Jan. 12, 2010, TORONTO – Canada Bread Co. today announced it will
invest approximately $100 million to construct a new
370,000-square-foot bakery facility in southwestern Ontario.
"This new bakery facility will be the largest in Canada and reflects our commitment to investment and growth as Canada's leading value-added bakery business," said president and CEO Richard Lan. "It will drive significantly improved efficiencies in our manufacturing and supply chain, providing the capacity to support organic growth and the growing needs of our customers."
The design of the new facility will integrate modern equipment, best-in-class technologies and sound environmental principles to ensure it operates to the highest standards of operating efficiency, quality assurance and environmental management.

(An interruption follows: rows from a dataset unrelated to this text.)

use std::io;
use std::path::{Path, PathBuf};

/// Errors surfaced by the read and copy operations.
///
/// Per-field coercion failures (an unparseable date string, a tag with a
/// non-numeric type where a number is expected) are *not* errors: they
/// leave the affected field absent and the rest of the record intact.
#[derive(Debug, thiserror::Error)]
pub enum Error {
    /// The file is not framed as a valid JPEG, or its Exif block is not
    /// valid TIFF (bad header, truncated segment, out-of-bounds offsets,
    /// cyclic IFD chain).
    #[error("malformed image data: {0}")]
    Format(&'static str),

    /// The source file could not be opened or read.
    #[error("cannot read {}", .path.display())]
    Read {
        path: PathBuf,
        #[source]
        source: io::Error,
    },

    /// The operation requires Exif metadata the source does not carry.
    #[error("no Exif metadata in {}", .path.display())]
    NoExif { path: PathBuf },

    /// The destination could not be rewritten. The original destination
    /// file is left untouched; only the temp file is discarded.
    #[error("cannot write {}", .path.display())]
    Write {
        path: PathBuf,
        #[source]
        source: io::Error,
    },
}

impl Error {
    pub(crate) fn read(path: &Path, source: io::Error) -> Self {
        Error::Read { path: path.to_path_buf(), source }
    }

    pub(crate) fn no_exif(path: &Path) -> Self {
        Error::NoExif { path: path.to_path_buf() }
    }

    pub(crate) fn write(path: &Path, source: io::Error) -> Self {
        Error::Write { path: path.to_path_buf(), source }
    }
}

pub type Result<T> = std::result::Result<T, Error>;
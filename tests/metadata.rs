//! End-to-end read and copy tests over real JPEG files.
//!
//! Fixtures are generated on the fly: the `image` crate produces a valid
//! baseline JPEG, and an Exif APP1 segment built from a `TiffOutputSet`
//! is inserted after SOI. Pixel-preservation checks decode the scan data
//! before and after a copy.

use std::fs;
use std::path::PathBuf;

use anyhow::Result;
use exif_copy::tiff::{
    Endian, Ifd, IfdEntry, TYPE_ASCII, TYPE_RATIONAL, TYPE_SHORT, TiffOutputSet,
};
use exif_copy::{Error, copy_metadata, read_capture_date, read_metadata};

fn ascii(tag: u16, text: &str) -> IfdEntry {
    let mut raw = text.as_bytes().to_vec();
    raw.push(0);
    IfdEntry { tag, type_code: TYPE_ASCII, count: raw.len() as u32, raw }
}

fn short(tag: u16, value: u16) -> IfdEntry {
    IfdEntry { tag, type_code: TYPE_SHORT, count: 1, raw: value.to_le_bytes().to_vec() }
}

fn rational(tag: u16, num: u32, den: u32) -> IfdEntry {
    IfdEntry {
        tag,
        type_code: TYPE_RATIONAL,
        count: 1,
        raw: [num.to_le_bytes(), den.to_le_bytes()].concat(),
    }
}

/// The Exif tag set used by most tests, as a serialized TIFF block.
fn sample_tiff() -> Vec<u8> {
    tiff_with_dates("2014:11:09 14:45:18", "2014:11:10 08:00:00")
}

fn tiff_with_dates(original: &str, digitized: &str) -> Vec<u8> {
    let ifd0 = Ifd {
        entries: vec![
            ascii(0x010F, "NIKON CORPORATION"),
            ascii(0x0110, "NIKON D90"),
            ascii(0x0131, "Ver.1.00"),
            short(0x0100, 640),
            short(0x0101, 480),
        ],
    };
    let exif = Ifd {
        entries: vec![
            ascii(0x9003, original),
            ascii(0x9004, digitized),
            short(0x8827, 200),
            rational(0x829A, 1, 250),
            rational(0x9202, 5, 1),
            rational(0x920A, 50, 1),
        ],
    };
    let set = TiffOutputSet {
        endian: Endian::Little,
        chain: vec![ifd0],
        exif: Some(exif),
        gps: None,
        interop: None,
        thumbnail: None,
    };
    set.encode().unwrap()
}

/// A real JPEG (scan data included) with no Exif segment.
fn base_jpeg(width: u32, height: u32) -> Vec<u8> {
    let img = image::RgbImage::from_fn(width, height, |x, y| {
        image::Rgb([(x * 31 % 256) as u8, (y * 53 % 256) as u8, 0x80])
    });
    let mut buf = Vec::new();
    image::DynamicImage::ImageRgb8(img)
        .write_to(&mut std::io::Cursor::new(&mut buf), image::ImageFormat::Jpeg)
        .unwrap();
    buf
}

/// Insert an Exif APP1 segment directly after SOI.
fn with_exif(jpeg: &[u8], tiff: &[u8]) -> Vec<u8> {
    let mut out = jpeg[..2].to_vec();
    out.extend_from_slice(&[0xFF, 0xE1]);
    out.extend_from_slice(&((tiff.len() + 8) as u16).to_be_bytes());
    out.extend_from_slice(b"Exif\0\0");
    out.extend_from_slice(tiff);
    out.extend_from_slice(&jpeg[2..]);
    out
}

/// Pull the TIFF block back out of a written file, independent of the
/// crate's own scanner.
fn exif_block(jpeg: &[u8]) -> Vec<u8> {
    let pos = jpeg.windows(6).position(|w| w == b"Exif\0\0").expect("no Exif segment");
    let seglen = u16::from_be_bytes([jpeg[pos - 2], jpeg[pos - 1]]) as usize;
    jpeg[pos + 6..pos - 2 + seglen].to_vec()
}

struct Fixture {
    _dir: tempfile::TempDir,
    source: PathBuf,
    dest: PathBuf,
}

/// Source: 24x16 JPEG with the sample Exif set. Destination: 12x8 JPEG
/// without Exif (a "resized copy").
fn fixture() -> Result<Fixture> {
    let dir = tempfile::tempdir()?;
    let source = dir.path().join("original.jpg");
    let dest = dir.path().join("resized.jpg");
    fs::write(&source, with_exif(&base_jpeg(24, 16), &sample_tiff()))?;
    fs::write(&dest, base_jpeg(12, 8))?;
    Ok(Fixture { _dir: dir, source, dest })
}

#[test]
fn read_is_idempotent() -> Result<()> {
    let fx = fixture()?;
    let first = read_metadata(&fx.source)?;
    let second = read_metadata(&fx.source)?;
    assert_eq!(first, second);
    Ok(())
}

#[test]
fn read_decodes_all_sample_fields() -> Result<()> {
    let fx = fixture()?;
    let record = read_metadata(&fx.source)?;
    assert_eq!(record.file_name, "original.jpg");
    assert_eq!(record.file_size, fs::metadata(&fx.source)?.len());
    assert_eq!(record.make, "NIKON CORPORATION");
    assert_eq!(record.model, "NIKON D90");
    assert_eq!(record.software, "Ver.1.00");
    assert_eq!(record.width, Some(640));
    assert_eq!(record.height, Some(480));
    assert_eq!(record.iso, Some(200));
    assert_eq!(record.exposure, "1/250");
    assert_eq!(record.aperture, "5");
    assert_eq!(record.focal_length, "50");
    let date = record.date_taken.expect("capture date");
    assert_eq!(date.format("%Y:%m:%d %H:%M:%S").to_string(), "2014:11:09 14:45:18");
    Ok(())
}

#[test]
fn read_without_exif_yields_default_fields() -> Result<()> {
    let fx = fixture()?;
    let record = read_metadata(&fx.dest)?;
    assert_eq!(record.file_name, "resized.jpg");
    assert!(record.file_size > 0);
    assert_eq!(record.date_taken, None);
    assert_eq!(record.width, None);
    assert_eq!(record.make, "");
    assert_eq!(record.exposure, "");
    Ok(())
}

#[test]
fn copy_transfers_every_present_field() -> Result<()> {
    let fx = fixture()?;
    copy_metadata(&fx.source, &fx.dest)?;

    let src = read_metadata(&fx.source)?;
    let dst = read_metadata(&fx.dest)?;
    assert_eq!(dst.date_taken, src.date_taken);
    assert_eq!(dst.width, src.width);
    assert_eq!(dst.height, src.height);
    assert_eq!(dst.make, src.make);
    assert_eq!(dst.model, src.model);
    assert_eq!(dst.software, src.software);
    assert_eq!(dst.iso, src.iso);
    assert_eq!(dst.exposure, src.exposure);
    Ok(())
}

#[test]
fn copy_replaces_an_existing_exif_set() -> Result<()> {
    let dir = tempfile::tempdir()?;
    let source = dir.path().join("a.jpg");
    let dest = dir.path().join("b.jpg");
    fs::write(&source, with_exif(&base_jpeg(24, 16), &sample_tiff()))?;

    let old_set = TiffOutputSet {
        endian: Endian::Little,
        chain: vec![Ifd { entries: vec![ascii(0x0110, "OLD CAMERA")] }],
        exif: None,
        gps: None,
        interop: None,
        thumbnail: None,
    };
    fs::write(&dest, with_exif(&base_jpeg(12, 8), &old_set.encode()?))?;

    copy_metadata(&source, &dest)?;
    let record = read_metadata(&dest)?;
    assert_eq!(record.model, "NIKON D90");
    Ok(())
}

#[test]
fn copy_never_touches_pixel_data() -> Result<()> {
    let fx = fixture()?;
    let before = fs::read(&fx.dest)?;
    let pixels_before = image::load_from_memory(&before)?.to_rgb8();

    copy_metadata(&fx.source, &fx.dest)?;

    let after = fs::read(&fx.dest)?;
    let decoded = image::load_from_memory(&after)?.to_rgb8();
    assert_eq!(decoded.dimensions(), pixels_before.dimensions());
    assert_eq!(decoded.as_raw(), pixels_before.as_raw());

    // Pure insertion: everything around the new segment is byte-identical.
    let added = after.len() - before.len();
    let split = before
        .iter()
        .zip(after.iter())
        .position(|(a, b)| a != b)
        .unwrap_or(before.len());
    assert_eq!(&after[split + added..], &before[split..]);
    Ok(())
}

#[test]
fn copy_from_exifless_source_fails_and_leaves_dest_intact() -> Result<()> {
    let dir = tempfile::tempdir()?;
    let source = dir.path().join("plain.jpg");
    let dest = dir.path().join("dest.jpg");
    fs::write(&source, base_jpeg(4, 4))?;
    fs::write(&dest, base_jpeg(12, 8))?;
    let before = fs::read(&dest)?;

    assert!(matches!(copy_metadata(&source, &dest), Err(Error::NoExif { .. })));
    assert_eq!(fs::read(&dest)?, before);
    // The failed attempt must not leak a temp file either.
    assert_eq!(fs::read_dir(dir.path())?.count(), 2);
    Ok(())
}

#[test]
fn date_fallback_prefers_date_time_original() -> Result<()> {
    let dir = tempfile::tempdir()?;
    let path = dir.path().join("p.jpg");
    fs::write(
        &path,
        with_exif(
            &base_jpeg(4, 4),
            &tiff_with_dates("2014:11:09 14:45:18", "2020:06:01 12:00:00"),
        ),
    )?;
    let date = read_capture_date(&path)?.expect("capture date");
    assert_eq!(date.format("%Y:%m:%d %H:%M:%S").to_string(), "2014:11:09 14:45:18");
    Ok(())
}

#[test]
fn unparseable_date_leaves_other_fields_decoded() -> Result<()> {
    let dir = tempfile::tempdir()?;
    let path = dir.path().join("p.jpg");
    fs::write(
        &path,
        with_exif(&base_jpeg(4, 4), &tiff_with_dates("not-a-date", "also-bad")),
    )?;
    let record = read_metadata(&path)?;
    assert_eq!(record.date_taken, None);
    assert_eq!(record.make, "NIKON CORPORATION");
    assert_eq!(record.iso, Some(200));
    assert_eq!(record.exposure, "1/250");
    Ok(())
}

#[test]
fn thumbnail_survives_a_copy() -> Result<()> {
    let dir = tempfile::tempdir()?;
    let source = dir.path().join("a.jpg");
    let dest = dir.path().join("b.jpg");

    let thumb = base_jpeg(2, 2);
    let set = TiffOutputSet {
        endian: Endian::Little,
        chain: vec![
            Ifd { entries: vec![ascii(0x0110, "NIKON D90")] },
            Ifd { entries: vec![short(0x0103, 6)] },
        ],
        exif: None,
        gps: None,
        interop: None,
        thumbnail: Some(thumb.clone()),
    };
    fs::write(&source, with_exif(&base_jpeg(8, 8), &set.encode()?))?;
    fs::write(&dest, base_jpeg(4, 4))?;

    copy_metadata(&source, &dest)?;

    let rewritten = exif_copy::tiff::decode(&exif_block(&fs::read(&dest)?))?;
    assert_eq!(rewritten.thumbnail.as_deref(), Some(thumb.as_slice()));
    Ok(())
}

#[test]
fn truncated_jpeg_is_a_format_error() -> Result<()> {
    let dir = tempfile::tempdir()?;
    let path = dir.path().join("broken.jpg");
    let mut data = with_exif(&base_jpeg(4, 4), &sample_tiff());
    data.truncate(12); // cut inside the APP1 header
    fs::write(&path, &data)?;
    assert!(matches!(read_metadata(&path), Err(Error::Format(_))));
    Ok(())
}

The company is currently investigating several potential locations for the new facility and a final decision on the location is expected by the end of March 2010. Construction is expected to begin within six months of securing a location with the first production lines being commissioned approximately 12 months later.
Canada Bread will close its three existing bakeries in the Greater Toronto Area which have aging assets that have been further constrained by urban development and cannot support long-term growth. Production will be transitioned over a two-year period as operations at the three plants are wound down, with the first bakery currently expected to close in late-2011, the next in early 2012 and the third in early 2013. Employees will be given opportunities to consider the 300 positions at the new facility or other available jobs elsewhere across the company's operations.
The total capital investment of approximately $100 million includes land, building and equipment. In addition the company expects to incur restructuring costs totalling approximately $25 million, which includes $5 million in non-cash items. These costs include asset decommissioning and severances, and will be recorded in the company's financial statements over the next three years.